Segment Open
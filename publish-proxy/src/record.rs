use serde::{Deserialize, Serialize};

/// Per request timing breakdown, all durations in milliseconds.
#[derive(Debug, Clone, PartialEq, Eq, Serialize, Deserialize)]
#[serde(rename_all = "camelCase")]
pub struct LatencyRecord {
    pub correlation_id: String,
    /// epoch millis of request arrival
    pub request_timestamp: u64,
    pub backend_latency: u64,
    pub request_mediation_latency: u64,
    pub response_latency: u64,
    pub response_mediation_latency: u64,
}

/// Identity and outcome of one API invocation.
#[derive(Debug, Clone, PartialEq, Eq, Serialize, Deserialize)]
#[serde(rename_all = "camelCase")]
pub struct InvocationRecord {
    pub message_id: String,
    pub http_method: String,
    pub elected_resource: String,
    pub api_name: Option<String>,
    pub status_code: u16,
    pub user_agent: Option<String>,
    pub client_id: Option<String>,
    pub request_payload_size: u64,
    pub response_payload_size: u64,
    /// epoch millis of request completion
    pub timestamp: u64,
}

/// What travels from the publishing filter to a record sink.
#[derive(Debug, Clone, PartialEq, Eq, Serialize, Deserialize)]
#[serde(tag = "stream", content = "payload", rename_all = "snake_case")]
pub enum PublishRecord {
    Invocation(InvocationRecord),
    Latency(LatencyRecord),
}

impl PublishRecord {
    pub fn kind(&self) -> &'static str {
        match self {
            PublishRecord::Invocation(_) => "invocation",
            PublishRecord::Latency(_) => "latency",
        }
    }

    pub fn correlation_id(&self) -> &str {
        match self {
            PublishRecord::Invocation(it) => &it.message_id,
            PublishRecord::Latency(it) => &it.correlation_id,
        }
    }
}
Segment Closed
# Task brief:
For the data shown above, give the number of lines where the word "epoch" appears, and nothing else.

# Reply to the task:
2